Der Winter verschwindet und das ist, glaube ich, die Botschaft die wir heute Abend - ich hoffe, daß es viele Gäste hier gibt und die begrüß' ich deshalb auch ganz besonders zum Beispiel aus dem Rheinland, die etwas sehr Vernünftiges gemacht haben. Morgen beginnen ja die drei tollen Tage im Rheinland. Das ist der Abschied, der Abschied vom Fleisch. Heute beginnt hier bei uns das neue Touristikjahr. Es ist der Beginn von viel Spaß und von einem neuen Leben hier auf der Insel. Deswegen haben Sie sich, glaube ich, richtig entschieden. Und jetzt bin ich bei den Gästen.
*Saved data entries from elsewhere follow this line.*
//! Test fixtures and data shared across test suites

use govisit_watch::config::CheckerConfig;

/// Standard test data
pub struct TestFixtures;

impl TestFixtures {
    pub const TARGET_URL: &'static str = "https://fixture.test/appointment/location";
    pub const WEBDRIVER_URL: &'static str = "http://localhost:9515";

    pub const BRANCH_OPEN: &'static str = "Rehovot bureau";
    pub const BRANCH_CLOSED: &'static str = "Ramla bureau";
    pub const BRANCH_MISSING: &'static str = "Atlantis bureau";

    pub const DATE_HINT: &'static str = "15/03/2025";

    /// Config naming one branch of each interesting kind, in a fixed order
    pub fn mixed_config() -> CheckerConfig {
        Self::config_for(&[Self::BRANCH_OPEN, Self::BRANCH_CLOSED, Self::BRANCH_MISSING])
    }

    pub fn config_for(branches: &[&str]) -> CheckerConfig {
        CheckerConfig::new(
            Self::TARGET_URL,
            branches.iter().map(|s| s.to_string()).collect(),
            Self::WEBDRIVER_URL,
        )
        .expect("valid test config")
    }
}
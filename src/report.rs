//! Report rendering
//!
//! Pure string construction; delivery lives in `services::mailer`. The
//! report goes out on every run, including quiet days, so a silent scheduler
//! failure is distinguishable from "no slots today".

use crate::types::CheckResult;

/// Subject line, by precedence: open slots beat errors beat a quiet day
pub fn render_subject(result: &CheckResult) -> String {
    if !result.available.is_empty() {
        format!(
            "Found {} open appointment slot(s) at the interior ministry!",
            result.available.len()
        )
    } else if !result.errors.is_empty() {
        "Daily report: appointment check ran into problems".to_string()
    } else {
        "Daily report: no open appointment slots right now".to_string()
    }
}

fn status_color(result: &CheckResult) -> &'static str {
    if !result.available.is_empty() {
        "#28a745"
    } else if !result.errors.is_empty() {
        "#ffc107"
    } else {
        "#6c757d"
    }
}

fn escape(text: &str) -> String {
    text.replace('&', "&amp;")
        .replace('<', "&lt;")
        .replace('>', "&gt;")
        .replace('"', "&quot;")
}

/// Full HTML body for the daily report mail
pub fn render_html(result: &CheckResult, booking_url: &str) -> String {
    let mut body = String::with_capacity(4096);

    body.push_str(&format!(
        r#"<html><body style="font-family: Arial, sans-serif; max-width: 600px; margin: 0 auto;">
<div style="background-color: {color}; color: white; padding: 20px; text-align: center; border-radius: 10px 10px 0 0;">
<h1 style="margin: 0;">Daily appointment check</h1>
<p style="margin: 5px 0 0 0; font-size: 14px;">{stamp}</p>
</div>
<div style="padding: 20px; background-color: #f8f9fa;">
"#,
        color = status_color(result),
        stamp = result.timestamp.format("%d/%m/%Y %H:%M UTC"),
    ));

    if !result.available.is_empty() {
        body.push_str(
            r#"<div style="background-color: #d4edda; border-left: 4px solid #28a745; padding: 15px; margin-bottom: 15px; border-radius: 5px;">
<h2 style="color: #155724; margin-top: 0;">Open slots found</h2>
<ul style="color: #155724;">
"#,
        );
        for branch in &result.available {
            body.push_str(&format!(
                "<li style='margin-bottom: 8px;'><strong>{}</strong><br/>{}</li>\n",
                escape(&branch.name),
                escape(&branch.date_hint)
            ));
        }
        body.push_str(&format!(
            r#"</ul>
<a href="{url}" style="display: inline-block; background-color: #28a745; color: white; padding: 10px 20px; text-decoration: none; border-radius: 5px; margin-top: 10px;">Book an appointment now</a>
</div>
"#,
            url = escape(booking_url)
        ));
    }

    if !result.unavailable.is_empty() {
        body.push_str(
            r#"<div style="background-color: #fff3cd; border-left: 4px solid #ffc107; padding: 15px; margin-bottom: 15px; border-radius: 5px;">
<h2 style="color: #856404; margin-top: 0;">Branches without open slots</h2>
<ul style="color: #856404;">
"#,
        );
        for branch in &result.unavailable {
            body.push_str(&format!(
                "<li>{} - no open slots at the moment</li>\n",
                escape(&branch.name)
            ));
        }
        body.push_str("</ul>\n</div>\n");
    }

    if !result.errors.is_empty() {
        body.push_str(
            r#"<div style="background-color: #f8d7da; border-left: 4px solid #dc3545; padding: 15px; margin-bottom: 15px; border-radius: 5px;">
<h2 style="color: #721c24; margin-top: 0;">Errors</h2>
<ul style="color: #721c24;">
"#,
        );
        for error in &result.errors {
            body.push_str(&format!("<li>{}</li>\n", escape(error)));
        }
        body.push_str("</ul>\n</div>\n");
    }

    body.push_str(&format!(
        r#"<div style="background-color: white; padding: 15px; border-radius: 5px; border: 1px solid #dee2e6;">
<h3 style="margin-top: 0;">Summary</h3>
<table style="width: 100%; border-collapse: collapse;">
<tr><td style="padding: 8px; border-bottom: 1px solid #dee2e6;">Branches with open slots:</td><td style="padding: 8px; border-bottom: 1px solid #dee2e6; font-weight: bold; color: #28a745;">{available}</td></tr>
<tr><td style="padding: 8px; border-bottom: 1px solid #dee2e6;">Branches without slots:</td><td style="padding: 8px; border-bottom: 1px solid #dee2e6; font-weight: bold;">{unavailable}</td></tr>
<tr><td style="padding: 8px;">Errors:</td><td style="padding: 8px; font-weight: bold; color: #dc3545;">{errors}</td></tr>
</table>
</div>
<p style="text-align: center; color: #6c757d; font-size: 12px; margin-top: 20px;">
The next check runs on the scheduler's cadence.<br/>GoVisit appointment watcher
</p>
</div>
</body></html>
"#,
        available = result.available.len(),
        unavailable = result.unavailable.len(),
        errors = result.errors.len(),
    ));

    body
}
Die Insel Sylt ist ja ein Touristenparadies, das Touristenparadies. Aber dieses Touristenparadies braucht natürlich Sie, die Gäste, und deshalb ist es besonders schön, daß Sie auch in dieser Jahreszeit und nicht nur im Sommer, sondern auch in dieser Jahreszeit hier noch Sylt gekommen sind und, ich muß sagen, ich kenne vielleicht einige von Ihnen, aber wiedererkannt habe ich niemanden, denn soviel an, so bekleidet, wie heute, habe ich im Sommer eigentlich noch keinen Sylter gesehen. Ein ganz neues - eine ganz neue Erfahrung. Die Biike ist der Appell: Kommen Sie zu jeder Jahreszeit nach Sylt, denn Sylt ist zu jeder Jahreszeit schön...

[... Die Tonne fällt...]

...da fällt die Tonne um. Und ich glaube, das ist nicht das Ende des Feuers, aber jetzt geht's erst richtig los, wie Sie hier auch sehen. Meine Damen und Herren, ich habe davon gesprochen, daß Sie, Sie die Gäste brauchen und wir sollten heute an diesem Tage auch einmal einen Gedanken daran verschwenden, daß Sylt sich ja auch gegenwärtig in einer großen Schwierigkeit befindet. Die Bundeswehr zieht ab von der Insel. Ihre 100 Arbeitsplätze werden verschwinden. Das bedeutet daß noch mehr als bisher Tourismus hier eine ganz besonders große Rolle spielen. Wenn Sie kommen, werden Sie also auch einen Beitrag dazu leisten, daß hier es auf der Insel weiter wie bisher nach vorne geht.

Eine allerletzte Bemerkung: Einige von Ihnen werden vielleicht Zeitung gelesen haben. Da steht, daß fast 1000 Klimaforscher vor kurzem darüber sich unterhalten haben, wie das Klima sich entwicklelt. Das Klima wird wärmer. Das ... wäre an für sich nicht so schlimm, wenn es nicht zu warm würde und es wird deshalb wärmer, weil die Menschen zu viel verbrennen. Dieses Feuer hier wird nicht einen entscheidenden Beitrag leisten, aber es ist natürlich auch ein Brennen. Und da haben diese Wissenschaftler gesagt, daß in 100 Jahren der ... Meerwasserspiegel zwischen 9 und 88 cm steigen wird. Genauer können es die Wissenschaftler nicht sagen. 900 sind es gewesen, aber das ist für Wissenschaftler noch ziemlich genau - eine solche Näherung. Das bedeutet, daß wir uns darauf vorbereiten müssen, daß durch die Landesregierung heute wird mit Sicherheit nichts passieren, aber in den nächsten hundert Jahren auch nicht, wir haben ja Vorsorge getroffen und sie brauchen also keine Angst zu haben und können heute Abend Ihren Grünkohl in Ruhe genießen und ich glaube, das ist wichtig, das Sie dieses heute hier erkennen können.

Ein letztes Wort, wenn Werbung gemacht wird, da muß die Landesregierung das natürlich auch tun. Sie werden, wenn Sie dieses Jahr am Strand langgehen, sehen, daß hier gewaltige Sandmengen aufgespült worden sind, mit einem gewaltigen Betrag wurde die Insel gesichert. Das werden wir in Zukunft genauso tun und das ist eine Zusage, auf die Sie bauen können und bauen sollten. Und in diesem Gefühl der Sicherheit wünsche ich Ihnen einen schönen Abend, viel Feuer - Feuerwasser natürlich auch - und entsprechend viel Grünkohl.